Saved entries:
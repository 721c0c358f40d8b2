use serde::Deserialize;
use std::time::Duration;

use crate::errors::{invalid_value, ConfigError};
use crate::types::TargetKind;

/// 扫描流程配置
#[derive(Deserialize, Debug, Clone, PartialEq, Eq)]
pub struct ScanConfig {
    /// 整体扫描截止时间（秒）
    #[serde(default = "default_outer_deadline_secs")]
    pub outer_deadline_secs: u64,
    /// 检测表最多显示的行数
    #[serde(default = "default_display_limit")]
    pub display_limit: usize,
    /// 离线模式：所有 provider 视为未配置
    #[serde(default)]
    pub offline: bool,
    /// 结论缓存容量，0 表示禁用
    #[serde(default = "default_cache_capacity")]
    pub cache_capacity: usize,
    #[serde(default = "default_cache_ttl_secs")]
    pub cache_ttl_secs: u64,
}

impl Default for ScanConfig {
    fn default() -> Self {
        Self::from_partial(None)
    }
}

/// Positive-count cutoffs for one target kind. `None` disables that rung.
#[derive(Deserialize, Debug, Clone, Copy, PartialEq, Eq)]
pub struct CountThresholds {
    pub malicious: Option<u32>,
    pub phishing: Option<u32>,
    pub suspicious: Option<u32>,
}

impl CountThresholds {
    pub fn file_defaults() -> Self {
        Self {
            malicious: Some(5),
            phishing: None,
            suspicious: Some(2),
        }
    }

    pub fn url_defaults() -> Self {
        Self {
            malicious: Some(15),
            phishing: Some(8),
            suspicious: Some(2),
        }
    }

    fn from_partial(partial: Option<PartialCountThresholds>, defaults: Self) -> Self {
        let Some(partial) = partial else {
            return defaults;
        };
        // 0 在配置文件中表示关闭该档位
        let pick = |value: Option<u32>, fallback: Option<u32>| match value {
            Some(0) => None,
            Some(v) => Some(v),
            None => fallback,
        };
        Self {
            malicious: pick(partial.malicious, defaults.malicious),
            phishing: pick(partial.phishing, defaults.phishing),
            suspicious: pick(partial.suspicious, defaults.suspicious),
        }
    }

    fn validate(&self, field: &str) -> Result<(), ConfigError> {
        let rungs = [self.malicious, self.phishing, self.suspicious];
        let present: Vec<u32> = rungs.iter().flatten().copied().collect();
        if present.windows(2).any(|pair| pair[0] < pair[1]) {
            return Err(invalid_value(
                field,
                format!(
                    "cutoffs must be ordered malicious >= phishing >= suspicious, got {:?}",
                    rungs
                ),
            ));
        }
        Ok(())
    }
}

/// 按目标类型区分的阈值
#[derive(Deserialize, Debug, Clone, Copy, PartialEq, Eq)]
pub struct ThresholdConfig {
    pub file: CountThresholds,
    pub url: CountThresholds,
}

impl Default for ThresholdConfig {
    fn default() -> Self {
        Self {
            file: CountThresholds::file_defaults(),
            url: CountThresholds::url_defaults(),
        }
    }
}

impl ThresholdConfig {
    pub fn from_partial(partial: Option<PartialThresholdConfig>) -> Self {
        let partial = partial.unwrap_or_default();
        Self {
            file: CountThresholds::from_partial(partial.file, CountThresholds::file_defaults()),
            url: CountThresholds::from_partial(partial.url, CountThresholds::url_defaults()),
        }
    }

    pub fn for_kind(&self, kind: TargetKind) -> &CountThresholds {
        match kind {
            TargetKind::File => &self.file,
            TargetKind::Url => &self.url,
        }
    }

    pub fn validate(&self) -> Result<(), ConfigError> {
        self.file.validate("thresholds.file")?;
        self.url.validate("thresholds.url")
    }
}

/// Partial configurations for loading from files
#[derive(Deserialize, Debug, Default)]
pub struct PartialScanConfig {
    pub outer_deadline_secs: Option<u64>,
    pub display_limit: Option<usize>,
    pub offline: Option<bool>,
    pub cache_capacity: Option<usize>,
    pub cache_ttl_secs: Option<u64>,
}

#[derive(Deserialize, Debug, Default)]
pub struct PartialThresholdConfig {
    pub file: Option<PartialCountThresholds>,
    pub url: Option<PartialCountThresholds>,
}

#[derive(Deserialize, Debug, Default)]
pub struct PartialCountThresholds {
    pub malicious: Option<u32>,
    pub phishing: Option<u32>,
    pub suspicious: Option<u32>,
}

impl ScanConfig {
    /// Create ScanConfig from partial config with defaults
    pub fn from_partial(partial: Option<PartialScanConfig>) -> Self {
        let partial = partial.unwrap_or_default();
        Self {
            outer_deadline_secs: partial
                .outer_deadline_secs
                .unwrap_or_else(default_outer_deadline_secs),
            display_limit: partial.display_limit.unwrap_or_else(default_display_limit),
            offline: partial.offline.unwrap_or(false),
            cache_capacity: partial.cache_capacity.unwrap_or_else(default_cache_capacity),
            cache_ttl_secs: partial.cache_ttl_secs.unwrap_or_else(default_cache_ttl_secs),
        }
    }

    pub fn outer_deadline(&self) -> Duration {
        Duration::from_secs(self.outer_deadline_secs)
    }

    pub fn cache_ttl(&self) -> Duration {
        Duration::from_secs(self.cache_ttl_secs)
    }

    pub fn validate(&self) -> Result<(), ConfigError> {
        if self.outer_deadline_secs == 0 {
            return Err(invalid_value("scan.outer_deadline_secs", "must be greater than zero"));
        }
        if self.display_limit == 0 {
            return Err(invalid_value("scan.display_limit", "must be greater than zero"));
        }
        Ok(())
    }
}

// Default functions
fn default_outer_deadline_secs() -> u64 {
    30
}

fn default_display_limit() -> usize {
    20
}

fn default_cache_capacity() -> usize {
    256
}

fn default_cache_ttl_secs() -> u64 {
    3600 // 1 hour
}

BRIEF
Retype the entries exactly, please. Leave no line out.

RESULT BELOW
repository 721c0c358f40d8b2
use serde::Deserialize;
use std::time::Duration;

use crate::errors::{invalid_value, ConfigError};
use crate::types::TargetKind;

/// 扫描流程配置
#[derive(Deserialize, Debug, Clone, PartialEq, Eq)]
pub struct ScanConfig {
    /// 整体扫描截止时间（秒）
    #[serde(default = "default_outer_deadline_secs")]
    pub outer_deadline_secs: u64,
    /// 检测表最多显示的行数
    #[serde(default = "default_display_limit")]
    pub display_limit: usize,
    /// 离线模式：所有 provider 视为未配置
    #[serde(default)]
    pub offline: bool,
    /// 结论缓存容量，0 表示禁用
    #[serde(default = "default_cache_capacity")]
    pub cache_capacity: usize,
    #[serde(default = "default_cache_ttl_secs")]
    pub cache_ttl_secs: u64,
}

impl Default for ScanConfig {
    fn default() -> Self {
        Self::from_partial(None)
    }
}

/// Positive-count cutoffs for one target kind. `None` disables that rung.
#[derive(Deserialize, Debug, Clone, Copy, PartialEq, Eq)]
pub struct CountThresholds {
    pub malicious: Option<u32>,
    pub phishing: Option<u32>,
    pub suspicious: Option<u32>,
}

impl CountThresholds {
    pub fn file_defaults() -> Self {
        Self {
            malicious: Some(5),
            phishing: None,
            suspicious: Some(2),
        }
    }

    pub fn url_defaults() -> Self {
        Self {
            malicious: Some(15),
            phishing: Some(8),
            suspicious: Some(2),
        }
    }

    fn from_partial(partial: Option<PartialCountThresholds>, defaults: Self) -> Self {
        let Some(partial) = partial else {
            return defaults;
        };
        // 0 在配置文件中表示关闭该档位
        let pick = |value: Option<u32>, fallback: Option<u32>| match value {
            Some(0) => None,
            Some(v) => Some(v),
            None => fallback,
        };
        Self {
            malicious: pick(partial.malicious, defaults.malicious),
            phishing: pick(partial.phishing, defaults.phishing),
            suspicious: pick(partial.suspicious, defaults.suspicious),
        }
    }

    fn validate(&self, field: &str) -> Result<(), ConfigError> {
        let rungs = [self.malicious, self.phishing, self.suspicious];
        let present: Vec<u32> = rungs.iter().flatten().copied().collect();
        if present.windows(2).any(|pair| pair[0] < pair[1]) {
            return Err(invalid_value(
                field,
                format!(
                    "cutoffs must be ordered malicious >= phishing >= suspicious, got {:?}",
                    rungs
                ),
            ));
        }
        Ok(())
    }
}

/// 按目标类型区分的阈值
#[derive(Deserialize, Debug, Clone, Copy, PartialEq, Eq)]
pub struct ThresholdConfig {
    pub file: CountThresholds,
    pub url: CountThresholds,
}

impl Default for ThresholdConfig {
    fn default() -> Self {
        Self {
            file: CountThresholds::file_defaults(),
            url: CountThresholds::url_defaults(),
        }
    }
}

impl ThresholdConfig {
    pub fn from_partial(partial: Option<PartialThresholdConfig>) -> Self {
        let partial = partial.unwrap_or_default();
        Self {
            file: CountThresholds::from_partial(partial.file, CountThresholds::file_defaults()),
            url: CountThresholds::from_partial(partial.url, CountThresholds::url_defaults()),
        }
    }

    pub fn for_kind(&self, kind: TargetKind) -> &CountThresholds {
        match kind {
            TargetKind::File => &self.file,
            TargetKind::Url => &self.url,
        }
    }

    pub fn validate(&self) -> Result<(), ConfigError> {
        self.file.validate("thresholds.file")?;
        self.url.validate("thresholds.url")
    }
}

/// Partial configurations for loading from files
#[derive(Deserialize, Debug, Default)]
pub struct PartialScanConfig {
    pub outer_deadline_secs: Option<u64>,
    pub display_limit: Option<usize>,
    pub offline: Option<bool>,
    pub cache_capacity: Option<usize>,
    pub cache_ttl_secs: Option<u64>,
}

#[derive(Deserialize, Debug, Default)]
pub struct PartialThresholdConfig {
    pub file: Option<PartialCountThresholds>,
    pub url: Option<PartialCountThresholds>,
}

#[derive(Deserialize, Debug, Default)]
pub struct PartialCountThresholds {
    pub malicious: Option<u32>,
    pub phishing: Option<u32>,
    pub suspicious: Option<u32>,
}

impl ScanConfig {
    /// Create ScanConfig from partial config with defaults
    pub fn from_partial(partial: Option<PartialScanConfig>) -> Self {
        let partial = partial.unwrap_or_default();
        Self {
            outer_deadline_secs: partial
                .outer_deadline_secs
                .unwrap_or_else(default_outer_deadline_secs),
            display_limit: partial.display_limit.unwrap_or_else(default_display_limit),
            offline: partial.offline.unwrap_or(false),
            cache_capacity: partial.cache_capacity.unwrap_or_else(default_cache_capacity),
            cache_ttl_secs: partial.cache_ttl_secs.unwrap_or_else(default_cache_ttl_secs),
        }
    }

    pub fn outer_deadline(&self) -> Duration {
        Duration::from_secs(self.outer_deadline_secs)
    }

    pub fn cache_ttl(&self) -> Duration {
        Duration::from_secs(self.cache_ttl_secs)
    }

    pub fn validate(&self) -> Result<(), ConfigError> {
        if self.outer_deadline_secs == 0 {
            return Err(invalid_value("scan.outer_deadline_secs", "must be greater than zero"));
        }
        if self.display_limit == 0 {
            return Err(invalid_value("scan.display_limit", "must be greater than zero"));
        }
        Ok(())
    }
}

// Default functions
fn default_outer_deadline_secs() -> u64 {
    30
}

fn default_display_limit() -> usize {
    20
}

fn default_cache_capacity() -> usize {
    256
}

fn default_cache_ttl_secs() -> u64 {
    3600 // 1 hour
}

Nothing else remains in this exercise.